Exercise prompt:
Please return, with no alterations, the lines below from the very first through the one that contains "extractor *before* calling".
(Supplied entries)
//! The request decoder (SPEC_FULL.md §4.3): builds the flat
//! `{field.map_key -> Value}` map `Input::from_map` consumes, by reading each
//! field's declared `(location, style, explode)` out of its own
//! `StructMetadata`.
//!
//! Only fields with a `location` (query/path/header/cookie) or a `body_kind`
//! are populated here; everything else (nested nameless/embedded fields, a
//! struct made entirely of defaults) is left absent and handled by
//! `convert_nested`'s "absent means empty map" rule in `schema.rs`.
use std::collections::HashMap;

use axum::http::HeaderMap;

use crate::body::BodyError;
use crate::metadata::{FieldMetadata, Location, StructMetadata, Style};
use crate::params;
use crate::problem::ErrorDetail;
use crate::value::Value;

#[derive(Debug, thiserror::Error)]
pub enum DecodeError {
	#[error("request body too large")]
	PayloadTooLarge,
	#[error("timed out reading request body")]
	RequestTimeout,
	#[error(transparent)]
	Body(#[from] BodyError),
}

/// The request-side material the decoder reads from. Built by `handler.rs`
/// out of the `axum` request parts before any `Input`-specific work happens,
/// so the same `RawRequest` is shared across every `Input` field table.
pub struct RawRequest<'a> {
	pub headers: &'a HeaderMap,
	pub query_pairs: Vec<(String, String)>,
	pub path_params: &'a HashMap<String, String>,
	pub cookie_header: Option<&'a str>,
	/// The already-decoded body `Value`, if this route has a body field.
	/// Produced by `body.rs`/the multipart extractor *before* calling
	/// `decode_fields` (body consumption happens once, up front).
	pub body: Option<Value>,
}

impl<'a> RawRequest<'a> {
	pub fn new(headers: &'a HeaderMap, query: Option<&str>, path_params: &'a HashMap<String, String>, cookie_header: Option<&'a str>, body: Option<Value>) -> Self {
		let query_pairs = query.map(parse_query).unwrap_or_default();
		Self { headers, query_pairs, path_params, cookie_header, body }
	}
}

fn parse_query(raw: &str) -> Vec<(String, String)> {
	serde_urlencoded::from_str(raw).unwrap_or_default()
}

/// Populates the flat map for one `Input` type's immediate fields, collecting
/// per-field decode failures (required-but-missing params) as
/// `ErrorDetail`s rather than failing fast, per SPEC_FULL.md §7
/// "Propagation".
pub fn decode_fields(meta: &StructMetadata, req: &mut RawRequest<'_>) -> (HashMap<String, Value>, Vec<ErrorDetail>) {
	let mut values = HashMap::new();
	let mut errors = Vec::new();

	for field in &meta.fields {
		if field.body_kind.is_some() {
			if let Some(body) = req.body.take() {
				values.insert(field.map_key.to_string(), body);
			}
			continue;
		}
		let Some(location) = field.location else { continue };
		match extract_param(field, location, req) {
			Some(value) => {
				values.insert(field.map_key.to_string(), value);
			},
			None if field.required => {
				errors.push(ErrorDetail {
					code: "required".to_string(),
					message: format!("{} is required", field.location_prefix()),
					location: field.location_prefix(),
				});
			},
			None => {},
		}
	}

	(values, errors)
}

fn extract_param(field: &FieldMetadata, location: Location, req: &RawRequest<'_>) -> Option<Value> {
	let style = field.style.unwrap_or(Style::default_for(location));
	let key = field.map_key;

	match location {
		Location::Query => extract_query(key, style, field.explode, field.object_shaped, &req.query_pairs),
		Location::Path => extract_path(key, style, field.explode, field.object_shaped, req.path_params),
		Location::Header => extract_simple_multi(header_values(req.headers, key), style, field.object_shaped),
		Location::Cookie => extract_form_scalar(cookie_value(req.cookie_header, key)),
		Location::Body => None,
	}
}

fn header_values(headers: &HeaderMap, name: &str) -> Vec<String> {
	headers.get_all(name).iter().filter_map(|v| v.to_str().ok().map(str::to_string)).collect()
}

fn cookie_value(cookie_header: Option<&str>, name: &str) -> Option<String> {
	let raw = cookie_header?;
	cookie::Cookie::split_parse(raw).flatten().find(|c| c.name() == name).map(|c| c.value().to_string())
}

fn extract_form_scalar(raw: Option<String>) -> Option<Value> {
	raw.map(Value::Text)
}

fn extract_query(key: &str, style: Style, explode: bool, object_shaped: bool, pairs: &[(String, String)]) -> Option<Value> {
	if style == Style::DeepObject {
		let fields = params::parse_deep_object(key, pairs);
		return if fields.is_empty() { None } else { Some(Value::Map(fields.into_iter().map(|(k, v)| (k, Value::Text(v))).collect())) };
	}

	let matches: Vec<&str> = pairs.iter().filter(|(k, _)| k == key).map(|(_, v)| v.as_str()).collect();
	if matches.is_empty() {
		return None;
	}

	if explode {
		if matches.len() > 1 {
			Some(Value::List(matches.into_iter().map(|v| Value::Text(v.to_string())).collect()))
		} else {
			// A single exploded occurrence could be a scalar or a one-element
			// array; `convert_vec` coerces a lone `Value::Text` leniently.
			Some(Value::Text(matches[0].to_string()))
		}
	} else if object_shaped {
		// `query|form(explode=false)` object row: `?k=field1,v1,field2,v2`
		// (SPEC_FULL.md §4.3).
		Some(Value::Map(params::parse_csv_object(matches[0], style).into_iter().map(|(k, v)| (k, Value::Text(v))).collect()))
	} else {
		// Non-explode: the single occurrence is itself the delimited list.
		let items = params::split_array(style, matches[0]);
		Some(Value::List(items.into_iter().map(Value::Text).collect()))
	}
}

fn extract_path(key: &str, style: Style, explode: bool, object_shaped: bool, path_params: &HashMap<String, String>) -> Option<Value> {
	let raw = path_params.get(key)?;
	match style {
		Style::Matrix => {
			let array = params::parse_matrix_array(key, raw, explode);
			if !array.is_empty() {
				return Some(Value::List(array.into_iter().map(Value::Text).collect()));
			}
			let object = params::parse_matrix_object(key, raw, explode);
			if !object.is_empty() {
				return Some(Value::Map(object.into_iter().map(|(k, v)| (k, Value::Text(v))).collect()));
			}
			None
		},
		// `path|label` object row: `.field=v.field=v` (SPEC_FULL.md §4.3
		// names only the explode form for label objects).
		Style::Label if object_shaped && explode => {
			Some(Value::Map(params::parse_exploded_object(raw, style).into_iter().map(|(k, v)| (k, Value::Text(v))).collect()))
		},
		Style::Label if raw.contains('.') => {
			let items = params::split_array(style, raw);
			Some(Value::List(items.into_iter().map(Value::Text).collect()))
		},
		// `path|simple` object row: `field,v,field,v` (explode=false) or
		// `field=v,field=v` (explode=true) (SPEC_FULL.md §4.3).
		Style::Simple if object_shaped && explode => {
			Some(Value::Map(params::parse_exploded_object(raw, style).into_iter().map(|(k, v)| (k, Value::Text(v))).collect()))
		},
		Style::Simple if object_shaped => {
			Some(Value::Map(params::parse_csv_object(raw, style).into_iter().map(|(k, v)| (k, Value::Text(v))).collect()))
		},
		Style::Simple if raw.contains(',') => {
			let items = params::split_array(style, raw);
			Some(Value::List(items.into_iter().map(Value::Text).collect()))
		},
		_ => Some(Value::Text(raw.trim_start_matches('.').to_string())),
	}
}

/// Header values: `simple` is the only legal style (SPEC_FULL.md §4.3
/// compatibility table), comma-joined when non-explode, repeated header
/// lines when explode.
fn extract_simple_multi(raw_values: Vec<String>, style: Style, object_shaped: bool) -> Option<Value> {
	if raw_values.is_empty() {
		return None;
	}
	if raw_values.len() > 1 {
		return Some(Value::List(raw_values.into_iter().map(Value::Text).collect()));
	}
	let only = &raw_values[0];
	// `header|simple` object row: `field,v,field,v` (SPEC_FULL.md §4.3).
	if object_shaped {
		return Some(Value::Map(params::parse_csv_object(only, style).into_iter().map(|(k, v)| (k, Value::Text(v))).collect()));
	}
	if only.contains(',') {
		let items = params::split_array(style, only);
		if items.len() > 1 {
			return Some(Value::List(items.into_iter().map(Value::Text).collect()));
		}
	}
	Some(Value::Text(only.clone()))
}

#[cfg(test)]
mod tests {
	use super::*;
	use crate::metadata::BodyKind;

	fn field(map_key: &'static str, location: Location, style: Style, explode: bool, required: bool) -> FieldMetadata {
		object_field(map_key, location, style, explode, required, false)
	}

	fn object_field(map_key: &'static str, location: Location, style: Style, explode: bool, required: bool, object_shaped: bool) -> FieldMetadata {
		FieldMetadata {
			struct_field_name: map_key,
			map_key,
			index: 0,
			type_name: "String",
			embedded: false,
			default: None,
			location: Some(location),
			style: Some(style),
			explode,
			required,
			body_kind: None,
			header_name: None,
			validate: None,
			object_shaped,
		}
	}

	#[test]
	fn query_form_explode_repeated_becomes_list() {
		let pairs = vec![("ids".to_string(), "1".to_string()), ("ids".to_string(), "2".to_string())];
		let v = extract_query("ids", Style::Form, true, false, &pairs).unwrap();
		assert_eq!(v.as_list().unwrap().len(), 2);
	}

	#[test]
	fn query_form_non_explode_comma_list_splits() {
		let pairs = vec![("ids".to_string(), "1,2,3".to_string())];
		let v = extract_query("ids", Style::Form, false, false, &pairs).unwrap();
		assert_eq!(v.as_list().unwrap().len(), 3);
	}

	#[test]
	fn query_form_non_explode_object_shaped_builds_map() {
		let pairs = vec![("coord".to_string(), "lat,1,long,2".to_string())];
		let v = extract_query("coord", Style::Form, false, true, &pairs).unwrap();
		let map = v.as_map().unwrap();
		assert_eq!(map.get("lat").unwrap().as_text(), Some("1"));
		assert_eq!(map.get("long").unwrap().as_text(), Some("2"));
	}

	#[test]
	fn query_deep_object_builds_map() {
		let pairs = vec![("filter[status]".to_string(), "active".to_string())];
		let v = extract_query("filter", Style::DeepObject, true, false, &pairs).unwrap();
		assert_eq!(v.as_map().unwrap().get("status").unwrap().as_text(), Some("active"));
	}

	#[test]
	fn path_matrix_array_parses_semicolon_segment() {
		let mut params = HashMap::new();
		params.insert("ids".to_string(), ";ids=1,2".to_string());
		let v = extract_path("ids", Style::Matrix, false, false, &params).unwrap();
		assert_eq!(v.as_list().unwrap().len(), 2);
	}

	#[test]
	fn path_simple_object_shaped_non_explode_builds_map() {
		let mut params = HashMap::new();
		params.insert("coord".to_string(), "lat,1,long,2".to_string());
		let v = extract_path("coord", Style::Simple, false, true, &params).unwrap();
		let map = v.as_map().unwrap();
		assert_eq!(map.get("lat").unwrap().as_text(), Some("1"));
		assert_eq!(map.get("long").unwrap().as_text(), Some("2"));
	}

	#[test]
	fn path_simple_object_shaped_explode_builds_map() {
		let mut params = HashMap::new();
		params.insert("coord".to_string(), "lat=1,long=2".to_string());
		let v = extract_path("coord", Style::Simple, true, true, &params).unwrap();
		let map = v.as_map().unwrap();
		assert_eq!(map.get("lat").unwrap().as_text(), Some("1"));
		assert_eq!(map.get("long").unwrap().as_text(), Some("2"));
	}

	#[test]
	fn path_label_object_shaped_explode_builds_map() {
		let mut params = HashMap::new();
		params.insert("coord".to_string(), ".lat=1.long=2".to_string());
		let v = extract_path("coord", Style::Label, true, true, &params).unwrap();
		let map = v.as_map().unwrap();
		assert_eq!(map.get("lat").unwrap().as_text(), Some("1"));
		assert_eq!(map.get("long").unwrap().as_text(), Some("2"));
	}

	#[test]
	fn header_simple_object_shaped_builds_map() {
		let v = extract_simple_multi(vec!["lat,1,long,2".to_string()], Style::Simple, true).unwrap();
		let map = v.as_map().unwrap();
		assert_eq!(map.get("lat").unwrap().as_text(), Some("1"));
		assert_eq!(map.get("long").unwrap().as_text(), Some("2"));
	}

	#[test]
	fn missing_required_query_param_is_collected_as_error() {
		let meta = StructMetadata::new("T", vec![field("q", Location::Query, Style::Form, true, true)]);
		let headers = HeaderMap::new();
		let empty = HashMap::new();
		let mut req = RawRequest::new(&headers, None, &empty, None, None);
		let (values, errors) = decode_fields(&meta, &mut req);
		assert!(values.is_empty());
		assert_eq!(errors.len(), 1);
		assert_eq!(errors[0].code, "required");
	}

	#[test]
	fn body_field_consumes_the_decoded_body_once() {
		let mut f = field("payload", Location::Body, Style::Form, true, false);
		f.location = None;
		f.body_kind = Some(BodyKind::Structured);
		let meta = StructMetadata::new("T", vec![f]);
		let headers = HeaderMap::new();
		let empty = HashMap::new();
		let body = Value::Map(HashMap::from([("name".to_string(), Value::Text("Ada".into()))]));
		let mut req = RawRequest::new(&headers, None, &empty, None, Some(body));
		let (values, errors) = decode_fields(&meta, &mut req);
		assert!(errors.is_empty());
		assert!(values.contains_key("payload"));
		assert!(req.body.is_none());
	}
}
(End Supplied entries)
Written solution:
//! The request decoder (SPEC_FULL.md §4.3): builds the flat
//! `{field.map_key -> Value}` map `Input::from_map` consumes, by reading each
//! field's declared `(location, style, explode)` out of its own
//! `StructMetadata`.
//!
//! Only fields with a `location` (query/path/header/cookie) or a `body_kind`
//! are populated here; everything else (nested nameless/embedded fields, a
//! struct made entirely of defaults) is left absent and handled by
//! `convert_nested`'s "absent means empty map" rule in `schema.rs`.
use std::collections::HashMap;

use axum::http::HeaderMap;

use crate::body::BodyError;
use crate::metadata::{FieldMetadata, Location, StructMetadata, Style};
use crate::params;
use crate::problem::ErrorDetail;
use crate::value::Value;

#[derive(Debug, thiserror::Error)]
pub enum DecodeError {
	#[error("request body too large")]
	PayloadTooLarge,
	#[error("timed out reading request body")]
	RequestTimeout,
	#[error(transparent)]
	Body(#[from] BodyError),
}

/// The request-side material the decoder reads from. Built by `handler.rs`
/// out of the `axum` request parts before any `Input`-specific work happens,
/// so the same `RawRequest` is shared across every `Input` field table.
pub struct RawRequest<'a> {
	pub headers: &'a HeaderMap,
	pub query_pairs: Vec<(String, String)>,
	pub path_params: &'a HashMap<String, String>,
	pub cookie_header: Option<&'a str>,
	/// The already-decoded body `Value`, if this route has a body field.
	/// Produced by `body.rs`/the multipart extractor *before* calling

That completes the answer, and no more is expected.